### WHAT NEEDS TO BE DONE
Look through the entries below for the string "Thanks", and copy each line where it is found.

(Collected data)
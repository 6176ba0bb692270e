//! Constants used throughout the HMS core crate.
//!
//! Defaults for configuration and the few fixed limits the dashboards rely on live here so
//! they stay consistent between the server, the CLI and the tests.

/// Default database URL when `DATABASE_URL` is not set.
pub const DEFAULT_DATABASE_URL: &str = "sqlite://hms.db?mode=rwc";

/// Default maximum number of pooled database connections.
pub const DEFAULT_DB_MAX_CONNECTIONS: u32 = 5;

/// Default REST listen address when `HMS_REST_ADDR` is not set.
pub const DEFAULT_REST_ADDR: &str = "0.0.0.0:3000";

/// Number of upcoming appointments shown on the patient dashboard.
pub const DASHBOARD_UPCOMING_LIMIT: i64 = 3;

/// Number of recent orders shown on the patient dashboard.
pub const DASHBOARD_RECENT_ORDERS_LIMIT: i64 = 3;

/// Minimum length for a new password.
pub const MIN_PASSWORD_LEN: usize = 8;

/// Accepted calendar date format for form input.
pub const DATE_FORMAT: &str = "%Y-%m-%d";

---

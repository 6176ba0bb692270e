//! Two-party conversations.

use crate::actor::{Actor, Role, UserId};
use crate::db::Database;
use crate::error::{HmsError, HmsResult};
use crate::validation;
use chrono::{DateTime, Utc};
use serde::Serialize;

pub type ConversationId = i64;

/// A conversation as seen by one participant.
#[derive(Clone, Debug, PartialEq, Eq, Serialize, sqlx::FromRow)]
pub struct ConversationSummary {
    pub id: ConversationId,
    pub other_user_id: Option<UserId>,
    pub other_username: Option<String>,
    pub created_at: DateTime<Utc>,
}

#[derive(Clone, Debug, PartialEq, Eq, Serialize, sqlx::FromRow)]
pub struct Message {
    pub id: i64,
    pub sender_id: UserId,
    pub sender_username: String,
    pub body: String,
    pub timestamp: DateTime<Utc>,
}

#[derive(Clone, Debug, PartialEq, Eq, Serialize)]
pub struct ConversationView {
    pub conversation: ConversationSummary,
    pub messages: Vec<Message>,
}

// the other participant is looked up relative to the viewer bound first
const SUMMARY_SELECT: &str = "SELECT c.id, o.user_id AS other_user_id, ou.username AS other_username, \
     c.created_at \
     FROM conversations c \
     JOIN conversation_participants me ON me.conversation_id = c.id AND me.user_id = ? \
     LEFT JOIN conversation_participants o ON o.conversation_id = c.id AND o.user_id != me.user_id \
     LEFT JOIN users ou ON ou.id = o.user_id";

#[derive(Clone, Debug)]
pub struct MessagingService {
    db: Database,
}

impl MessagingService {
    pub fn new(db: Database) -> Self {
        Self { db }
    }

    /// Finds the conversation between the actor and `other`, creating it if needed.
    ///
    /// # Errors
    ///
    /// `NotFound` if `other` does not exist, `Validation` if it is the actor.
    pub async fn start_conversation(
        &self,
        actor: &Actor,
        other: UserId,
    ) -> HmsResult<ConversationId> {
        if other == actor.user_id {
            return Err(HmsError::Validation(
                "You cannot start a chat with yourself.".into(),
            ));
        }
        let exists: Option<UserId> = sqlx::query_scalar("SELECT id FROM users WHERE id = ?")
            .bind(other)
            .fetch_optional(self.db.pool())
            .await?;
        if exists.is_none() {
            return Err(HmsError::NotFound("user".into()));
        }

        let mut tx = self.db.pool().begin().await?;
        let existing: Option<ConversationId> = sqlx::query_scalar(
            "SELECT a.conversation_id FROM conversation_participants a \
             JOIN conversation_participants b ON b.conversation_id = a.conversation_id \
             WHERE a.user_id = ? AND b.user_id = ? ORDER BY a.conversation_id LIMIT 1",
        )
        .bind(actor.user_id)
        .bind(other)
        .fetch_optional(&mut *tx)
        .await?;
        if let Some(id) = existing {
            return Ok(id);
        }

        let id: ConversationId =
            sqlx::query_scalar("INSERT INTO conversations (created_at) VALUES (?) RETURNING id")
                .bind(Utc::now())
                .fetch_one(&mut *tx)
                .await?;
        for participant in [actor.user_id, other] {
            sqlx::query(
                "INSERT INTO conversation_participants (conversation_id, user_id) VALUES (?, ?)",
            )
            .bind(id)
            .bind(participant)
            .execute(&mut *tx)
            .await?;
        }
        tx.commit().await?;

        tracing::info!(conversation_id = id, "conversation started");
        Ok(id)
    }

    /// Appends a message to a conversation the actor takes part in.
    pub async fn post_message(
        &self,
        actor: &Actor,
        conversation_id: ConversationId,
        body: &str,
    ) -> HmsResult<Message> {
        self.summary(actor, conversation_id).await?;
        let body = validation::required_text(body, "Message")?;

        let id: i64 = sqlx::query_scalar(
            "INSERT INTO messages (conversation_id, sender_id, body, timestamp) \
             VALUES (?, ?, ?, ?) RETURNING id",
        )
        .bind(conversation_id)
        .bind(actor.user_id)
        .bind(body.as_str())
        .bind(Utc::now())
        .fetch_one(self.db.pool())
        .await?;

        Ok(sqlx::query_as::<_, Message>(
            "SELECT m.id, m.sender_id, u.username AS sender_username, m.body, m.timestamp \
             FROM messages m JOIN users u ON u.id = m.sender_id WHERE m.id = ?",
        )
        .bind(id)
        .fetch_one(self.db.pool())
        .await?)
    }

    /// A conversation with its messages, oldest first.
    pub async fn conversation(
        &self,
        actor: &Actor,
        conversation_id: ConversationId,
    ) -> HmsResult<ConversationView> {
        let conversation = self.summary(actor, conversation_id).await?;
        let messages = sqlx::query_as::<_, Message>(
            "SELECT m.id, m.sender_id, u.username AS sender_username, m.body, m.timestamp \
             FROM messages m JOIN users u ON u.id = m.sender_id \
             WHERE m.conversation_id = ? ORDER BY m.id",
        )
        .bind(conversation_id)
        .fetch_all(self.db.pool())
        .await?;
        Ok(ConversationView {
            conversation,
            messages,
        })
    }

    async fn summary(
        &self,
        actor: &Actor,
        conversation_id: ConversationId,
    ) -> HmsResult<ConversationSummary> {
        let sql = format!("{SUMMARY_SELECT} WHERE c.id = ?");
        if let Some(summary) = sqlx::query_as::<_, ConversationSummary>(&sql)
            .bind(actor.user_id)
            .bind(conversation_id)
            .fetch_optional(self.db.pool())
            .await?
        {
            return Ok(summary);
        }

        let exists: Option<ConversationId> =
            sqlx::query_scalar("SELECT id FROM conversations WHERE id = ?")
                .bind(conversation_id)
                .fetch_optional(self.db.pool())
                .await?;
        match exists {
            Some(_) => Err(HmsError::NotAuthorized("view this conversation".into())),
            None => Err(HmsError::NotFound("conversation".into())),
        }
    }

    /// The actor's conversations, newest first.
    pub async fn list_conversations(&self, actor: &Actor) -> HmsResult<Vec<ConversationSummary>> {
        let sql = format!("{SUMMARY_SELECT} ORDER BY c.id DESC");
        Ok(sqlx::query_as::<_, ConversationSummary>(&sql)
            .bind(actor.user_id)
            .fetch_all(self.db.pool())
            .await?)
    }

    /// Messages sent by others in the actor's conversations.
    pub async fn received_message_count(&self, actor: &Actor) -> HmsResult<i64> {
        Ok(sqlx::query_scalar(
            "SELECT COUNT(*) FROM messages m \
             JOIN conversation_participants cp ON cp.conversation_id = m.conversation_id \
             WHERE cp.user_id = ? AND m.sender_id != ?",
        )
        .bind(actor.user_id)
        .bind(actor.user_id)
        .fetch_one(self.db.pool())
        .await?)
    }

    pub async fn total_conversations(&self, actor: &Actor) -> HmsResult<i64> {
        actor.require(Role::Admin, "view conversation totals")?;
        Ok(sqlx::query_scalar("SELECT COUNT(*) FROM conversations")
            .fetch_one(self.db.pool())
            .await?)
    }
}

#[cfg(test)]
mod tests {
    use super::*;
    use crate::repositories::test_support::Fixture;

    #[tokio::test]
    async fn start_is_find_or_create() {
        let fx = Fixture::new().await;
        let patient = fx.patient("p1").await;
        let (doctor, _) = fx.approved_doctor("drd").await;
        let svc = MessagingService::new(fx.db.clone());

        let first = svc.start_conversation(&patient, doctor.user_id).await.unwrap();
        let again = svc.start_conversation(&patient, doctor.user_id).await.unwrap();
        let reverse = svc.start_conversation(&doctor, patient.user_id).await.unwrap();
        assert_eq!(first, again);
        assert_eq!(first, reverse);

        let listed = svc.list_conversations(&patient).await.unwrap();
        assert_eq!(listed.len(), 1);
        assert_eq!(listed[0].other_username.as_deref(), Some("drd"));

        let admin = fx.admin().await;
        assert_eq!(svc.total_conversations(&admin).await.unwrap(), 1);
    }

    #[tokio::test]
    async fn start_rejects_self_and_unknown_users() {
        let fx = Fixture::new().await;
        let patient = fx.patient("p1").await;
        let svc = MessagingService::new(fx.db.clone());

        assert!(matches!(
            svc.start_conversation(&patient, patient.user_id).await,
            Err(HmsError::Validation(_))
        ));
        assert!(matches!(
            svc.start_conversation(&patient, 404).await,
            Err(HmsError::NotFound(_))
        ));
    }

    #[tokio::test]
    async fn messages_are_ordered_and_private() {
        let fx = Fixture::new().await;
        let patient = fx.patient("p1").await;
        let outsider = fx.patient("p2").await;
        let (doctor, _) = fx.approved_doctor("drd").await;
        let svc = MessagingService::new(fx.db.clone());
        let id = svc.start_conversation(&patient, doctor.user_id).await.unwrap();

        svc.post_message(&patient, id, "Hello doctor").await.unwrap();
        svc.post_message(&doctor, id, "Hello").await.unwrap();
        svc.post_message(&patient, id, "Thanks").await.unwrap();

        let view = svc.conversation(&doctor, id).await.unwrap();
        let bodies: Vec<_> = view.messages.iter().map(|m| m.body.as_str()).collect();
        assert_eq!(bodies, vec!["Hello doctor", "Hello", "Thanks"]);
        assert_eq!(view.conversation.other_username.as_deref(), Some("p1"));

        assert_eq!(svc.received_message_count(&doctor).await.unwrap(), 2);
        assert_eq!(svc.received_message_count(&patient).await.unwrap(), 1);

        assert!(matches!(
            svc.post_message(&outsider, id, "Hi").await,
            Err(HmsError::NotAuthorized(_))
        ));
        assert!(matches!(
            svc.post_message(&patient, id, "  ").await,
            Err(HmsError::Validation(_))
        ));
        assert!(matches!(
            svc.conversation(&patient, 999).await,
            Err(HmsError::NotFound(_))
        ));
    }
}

### ANSWER BOX
        svc.post_message(&patient, id, "Thanks").await.unwrap();
        assert_eq!(bodies, vec!["Hello doctor", "Hello", "Thanks"]);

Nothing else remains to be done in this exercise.